Há outros conceitos no Brasil, todos “darwinianamente” adaptados para justificar “fundamentações” replicadas.
3. Posição do Superior Tribunal de Justiça
Como nosso “sistema” (que não é sistema) de precedentes é frágil, há posições das mais variadas. O Superior Tribunal de Justiça tem admitido a sua utilização, afirmando que, para que não haja ilegalidade, o órgão judicial, ao se valer de trechos de decisão anterior ou de parecer ministerial como razão de decidir, deve adicionar motivação que justifique a sua conclusão, com menção a argumentos próprios (por todos, (AgRg no HC 613.826/SC, Rel. Ministro Rogerio Schietti Cruz, 6ª T., DJe 2/12/2020).
Em matéria penal, o STJ fixou a tese nº 18: “A utilização da técnica de motivação per relationem não enseja a nulidade do ato decisório, desde que o julgador se reporte a outra decisão ou manifestação dos autos e as adote como razão de decidir“.
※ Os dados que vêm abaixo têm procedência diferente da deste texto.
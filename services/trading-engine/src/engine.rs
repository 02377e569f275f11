//! Trading engine orchestrator
//!
//! Sequences validation, routing, matching, account update, persistence and
//! notification for order placement and closing, and reacts to quotes by
//! activating pending orders, triggering stop-loss / take-profit and
//! stopping out accounts.
//!
//! Every operation is synchronous; persistence and notification are queued
//! and never awaited.
//!
//! Mutations of one account (open, close, cancel, pending activation,
//! stop-out) run under that account's mutation guard, and the order's state
//! is re-read once the guard is held. Account evaluation that may lead to a
//! stop-out runs outside the guard; the stop-out takes it itself.

use std::collections::HashMap;
use std::sync::Arc;

use chrono::{DateTime, Utc};
use dashmap::DashMap;
use matching_engine::{
    FillPolicy, MatchOutcome, MatchingEngine, MatchingEngineRouter, OrderBookUpdated, RouteCriteria, SetOrdersModel,
};
use parking_lot::Mutex;
use risk_engine::{RiskEngine, RiskEventType};
use rust_decimal::Decimal;
use tracing::{debug, info, warn};
use types::account::{Account, AccountLevel};
use types::errors::{OrderError, RoutingError, TradingError};
use types::ids::{AccountId, InstrumentId, OrderId};
use types::order::{CloseReason, Order, OrderStatus, Side};
use types::quote::BestPrice;
use types::route::MatchingEngineRoute;

use crate::config::TradingEngineConfig;
use crate::notifications::{Notifier, TradingEvent};
use crate::persistence::{PersistenceWriter, Repositories};
use crate::validation::PreTradeValidator;

/// Collaborators the engine is wired with
pub struct EngineServices {
    pub risk: Arc<RiskEngine>,
    pub matching_engines: Vec<Arc<MatchingEngine>>,
    pub validator: Arc<dyn PreTradeValidator>,
    pub notifier: Arc<dyn Notifier>,
    pub repositories: Repositories,
    pub persistence: PersistenceWriter,
}

/// What `hydrate` loaded
#[derive(Debug, Clone, Copy, PartialEq, Eq, Default)]
pub struct HydrationSummary {
    pub accounts: usize,
    pub orders: usize,
    pub routes: usize,
}

pub struct TradingEngine {
    config: TradingEngineConfig,
    risk: Arc<RiskEngine>,
    router: MatchingEngineRouter,
    matching_engines: HashMap<String, Arc<MatchingEngine>>,
    validator: Arc<dyn PreTradeValidator>,
    notifier: Arc<dyn Notifier>,
    repositories: Repositories,
    persistence: PersistenceWriter,
    account_locks: DashMap<AccountId, Arc<Mutex<()>>>,
}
Já mais adianto falarei do “desde que”.
4. Posição do Supremo Tribunal Federal
Para o Supremo Tribunal Federal, é válida a motivação per relationem nas decisões judiciais, inclusive quando se tratar de remissão a parecer ministerial constante dos autos (cf. HC 150.872-AgR, por todos).
Sem julgar em Repercussão Geral específica, o Supremo Tribunal Federal reafirmou o entendimento ao afetar e julgar a RG na Questão de Ordem no Agravo de Instrumento nº 791292/PE no sentido que
“o art. 93, IX, da Constituição Federal exige que o acórdão ou decisão sejam fundamentados, ainda que sucintamente, sem determinar, contudo, o exame pormenorizado de cada uma das alegações ou provas“.
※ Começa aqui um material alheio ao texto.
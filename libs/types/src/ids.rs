//! Unique identifier types for trading entities
//!
//! Orders and accounts use UUID v7 for time-sortable ordering. Clients and
//! instruments are identified by the strings the surrounding platform uses.

use serde::{Deserialize, Serialize};
use std::fmt;
use uuid::Uuid;

/// Unique identifier for an order (client order or market-maker limit order)
///
/// Uses UUID v7 for time-based sorting.
#[derive(Debug, Clone, Copy, PartialEq, Eq, PartialOrd, Ord, Hash, Serialize, Deserialize)]
#[serde(transparent)]
pub struct OrderId(Uuid);

impl OrderId {
    /// Create a new OrderId with current timestamp
    pub fn new() -> Self {
        Self(Uuid::now_v7())
    }

    /// Create from existing UUID
    pub fn from_uuid(uuid: Uuid) -> Self {
        Self(uuid)
    }

    /// Get inner UUID
    pub fn as_uuid(&self) -> &Uuid {
        &self.0
    }
}

impl Default for OrderId {
    fn default() -> Self {
        Self::new()
    }
}

impl fmt::Display for OrderId {
    fn fmt(&self, f: &mut fmt::Formatter<'_>) -> fmt::Result {
        write!(f, "{}", self.0)
    }
}

/// Unique identifier for a trading account
#[derive(Debug, Clone, Copy, PartialEq, Eq, PartialOrd, Ord, Hash, Serialize, Deserialize)]
#[serde(transparent)]
pub struct AccountId(Uuid);

impl AccountId {
    pub fn new() -> Self {
        Self(Uuid::now_v7())
    }

    pub fn from_uuid(uuid: Uuid) -> Self {
        Self(uuid)
    }

    pub fn as_uuid(&self) -> &Uuid {
        &self.0
    }
}

impl Default for AccountId {
    fn default() -> Self {
        Self::new()
    }
}

impl fmt::Display for AccountId {
    fn fmt(&self, f: &mut fmt::Formatter<'_>) -> fmt::Result {
        write!(f, "{}", self.0)
    }
}

/// Identifier of the client owning one or more accounts
#[derive(Debug, Clone, PartialEq, Eq, PartialOrd, Ord, Hash, Serialize, Deserialize)]
#[serde(transparent)]
pub struct ClientId(String);

impl ClientId {
    pub fn new(id: impl Into<String>) -> Self {
        Self(id.into())
    }

    pub fn as_str(&self) -> &str {
        &self.0
    }
}

impl fmt::Display for ClientId {
    fn fmt(&self, f: &mut fmt::Formatter<'_>) -> fmt::Result {
        write!(f, "{}", self.0)
    }
}

impl From<&str> for ClientId {
    fn from(s: &str) -> Self {
        Self::new(s)
    }
}

/// Instrument (asset pair) identifier, e.g. "EURUSD"
#[derive(Debug, Clone, PartialEq, Eq, PartialOrd, Ord, Hash, Serialize, Deserialize)]
#[serde(transparent)]
pub struct InstrumentId(String);

impl InstrumentId {
    pub fn new(symbol: impl Into<String>) -> Self {
        Self(symbol.into())
    }

    /// Get the symbol string
    pub fn as_str(&self) -> &str {
        &self.0
    }
}

impl fmt::Display for InstrumentId {
    fn fmt(&self, f: &mut fmt::Formatter<'_>) -> fmt::Result {
        write!(f, "{}", self.0)
    }
}

impl From<&str> for InstrumentId {
    fn from(s: &str) -> Self {
        Self::new(s)
    }
}

impl From<String> for InstrumentId {
    fn from(s: String) -> Self {
        Self(s)
    }
}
O caso concreto se valia parcialmente da técnica da motivação per relationem. Em síntese, definiu que “O art. 93, IX, da Constituição Federal exige que o acórdão ou decisão sejam fundamentados, ainda que sucintamente, sem determinar, contudo, o exame pormenorizado de cada uma das alegações ou provas, nem que sejam corretos os fundamentos da decisão” (Questão de ordem acolhida para reconhecer a repercussão geral, reafirmar a jurisprudência do Tribunal, negar provimento ao recurso e autorizar a adoção dos procedimentos relacionados à repercussão geral. AI 791292 QO-RG, min. Gilmar Mendes, julgado em 23/06/2010, RG – DJe-149, 12-08-2010).
5. De como a questão complexa e o que ainda não foi dito
Tanto a posição do STJ quanto a do STF não deixam clara a questão. Com todo cuidado, tentarei analisar a temática.
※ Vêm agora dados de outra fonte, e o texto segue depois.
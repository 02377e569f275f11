//! Margin accounts and their cached financial state

use rust_decimal::Decimal;
use serde::{Deserialize, Serialize};

use crate::ids::{AccountId, ClientId};

/// Margin classification of an account
#[derive(Debug, Clone, Copy, PartialEq, Eq, Hash, Default, Serialize, Deserialize)]
pub enum AccountLevel {
    #[default]
    None,
    MarginCall,
    StopOut,
}

/// Derived account figures, recomputed from the account's open orders.
///
/// Valid only while `dirty_counter == computed_counter`. Every change that
/// can affect the figures bumps `dirty_counter`; a recompute copies the
/// dirty counter it observed into `computed_counter`.
#[derive(Debug, Clone, PartialEq, Eq, Default, Serialize, Deserialize)]
pub struct AccountFplState {
    /// Σ order fpl
    pub pnl: Decimal,
    /// Σ order maintenance margin
    pub used_margin: Decimal,
    /// Σ order initial margin
    pub margin_init: Decimal,
    pub open_positions_count: usize,
    /// Usage threshold for `MarginCall`
    pub margin_call_level: Decimal,
    /// Usage threshold for `StopOut`
    pub stop_out_level: Decimal,
    pub dirty_counter: u64,
    pub computed_counter: u64,
}

impl AccountFplState {
    pub fn new(margin_call_level: Decimal, stop_out_level: Decimal) -> Self {
        Self {
            margin_call_level,
            stop_out_level,
            // starts dirty so the first read computes
            dirty_counter: 1,
            ..Self::default()
        }
    }

    pub fn invalidate(&mut self) {
        self.dirty_counter += 1;
    }

    pub fn is_valid(&self) -> bool {
        self.dirty_counter == self.computed_counter
    }

    /// `balance + Σ fpl`
    pub fn total_capital(&self, balance: Decimal) -> Decimal {
        balance + self.pnl
    }

    /// `|used_margin / total_capital|`, zero when there is no capital
    pub fn margin_usage_level(&self, balance: Decimal) -> Decimal {
        let capital = self.total_capital(balance);
        if capital.is_zero() {
            return Decimal::ZERO;
        }
        (self.used_margin / capital).abs()
    }

    /// Capital not tied up as maintenance margin
    pub fn free_margin(&self, balance: Decimal) -> Decimal {
        self.total_capital(balance) - self.used_margin
    }

    /// Capital not tied up as initial margin; new positions must fit here
    pub fn margin_available(&self, balance: Decimal) -> Decimal {
        self.total_capital(balance) - self.margin_init
    }

    /// Classify usage against the account's thresholds
    pub fn level(&self, balance: Decimal) -> AccountLevel {
        let usage = self.margin_usage_level(balance);
        if usage >= self.stop_out_level {
            AccountLevel::StopOut
        } else if usage >= self.margin_call_level {
            AccountLevel::MarginCall
        } else {
            AccountLevel::None
        }
    }
}

/// Margin trading account
#[derive(Debug, Clone, PartialEq, Serialize, Deserialize)]
pub struct Account {
    pub id: AccountId,
    pub client_id: ClientId,
    pub trading_condition_id: String,
    /// Asset the balance is denominated in
    pub base_asset_id: String,
    pub balance: Decimal,
    pub withdraw_transfer_limit: Decimal,
    pub fpl_state: AccountFplState,
}

impl Account {
    pub fn new(
        client_id: ClientId,
        trading_condition_id: impl Into<String>,
        base_asset_id: impl Into<String>,
        balance: Decimal,
    ) -> Self {
        Self {
            id: AccountId::new(),
            client_id,
            trading_condition_id: trading_condition_id.into(),
            base_asset_id: base_asset_id.into(),
            balance,
            withdraw_transfer_limit: Decimal::ZERO,
            fpl_state: AccountFplState::default(),
        }
    }

    pub fn total_capital(&self) -> Decimal {
        self.fpl_state.total_capital(self.balance)
    }

    pub fn margin_usage_level(&self) -> Decimal {
        self.fpl_state.margin_usage_level(self.balance)
    }

    pub fn free_margin(&self) -> Decimal {
        self.fpl_state.free_margin(self.balance)
    }

    pub fn level(&self) -> AccountLevel {
        self.fpl_state.level(self.balance)
    }
}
Com efeito, dizer que se admite fundamentação (e não motivação, por favor) per relationem “desde que” o julgador se reporte a outra decisão ou manifestação dos autos e as adote como razão de decidir, é relativizar o artigo 93, IX, da CF. Basta ver a ambiguidade e vagueza do enunciado. Nele cabem coisas demais.
O que é “reportar” a outra decisão? Qual “manifestação dos autos”? O que é isto — “adotar como razões de decidir”? O espaço de discricionariedade, aqui, transforma o julgador em legislador intersticial com poderes de redefinir a própria Constituição. É mais fácil definir o sentido de injusta agressão do que preencher a abertura semântica dos enunciados do STJ e do STF.
O que se pode entender por “ainda que suscintamente”? Quantas linhas? Qual é o limite? Existiria um “suscintômetro” para definir o sentido e o alcance?
Mais do que isto, parece que parte da doutrina e da jurisprudência não está levando em conta que o CPC (artigo 489) e o artigo 315 (CPP) estabelecem os requisitos de uma “decisão fundamentada”. Um registro: a decisão do STF tida como paradigma é de 2010; o CPC é de 2015; e o CPP foi alterado na sequência. Logo, o STF tem de reanalisar a matéria.
Com efeito, vejamos o que dizem os dispositivos, de idêntica redação?
“Não se considera fundamentada qualquer decisão judicial, seja ela interlocutória, sentença ou acórdão, que:
I – limitar-se à indicação, à reprodução ou à paráfrase de ato normativo, sem explicar sua relação com a causa ou a questão decidida;
II – empregar conceitos jurídicos indeterminados, sem explicar o motivo concreto de sua incidência no caso;
III – invocar motivos que se prestariam a justificar qualquer outra decisão;
IV – não enfrentar todos os argumentos deduzidos no processo capazes de, em tese, infirmar a conclusão adotada pelo julgador;
V – limitar-se a invocar precedente ou enunciado de súmula, sem identificar seus fundamentos determinantes nem demonstrar que o caso sob julgamento se ajusta àqueles fundamentos;
VI – deixar de seguir enunciado de súmula, jurisprudência ou precedente invocado pela parte, sem demonstrar a existência de distinção no caso em julgamento ou a superação do entendimento.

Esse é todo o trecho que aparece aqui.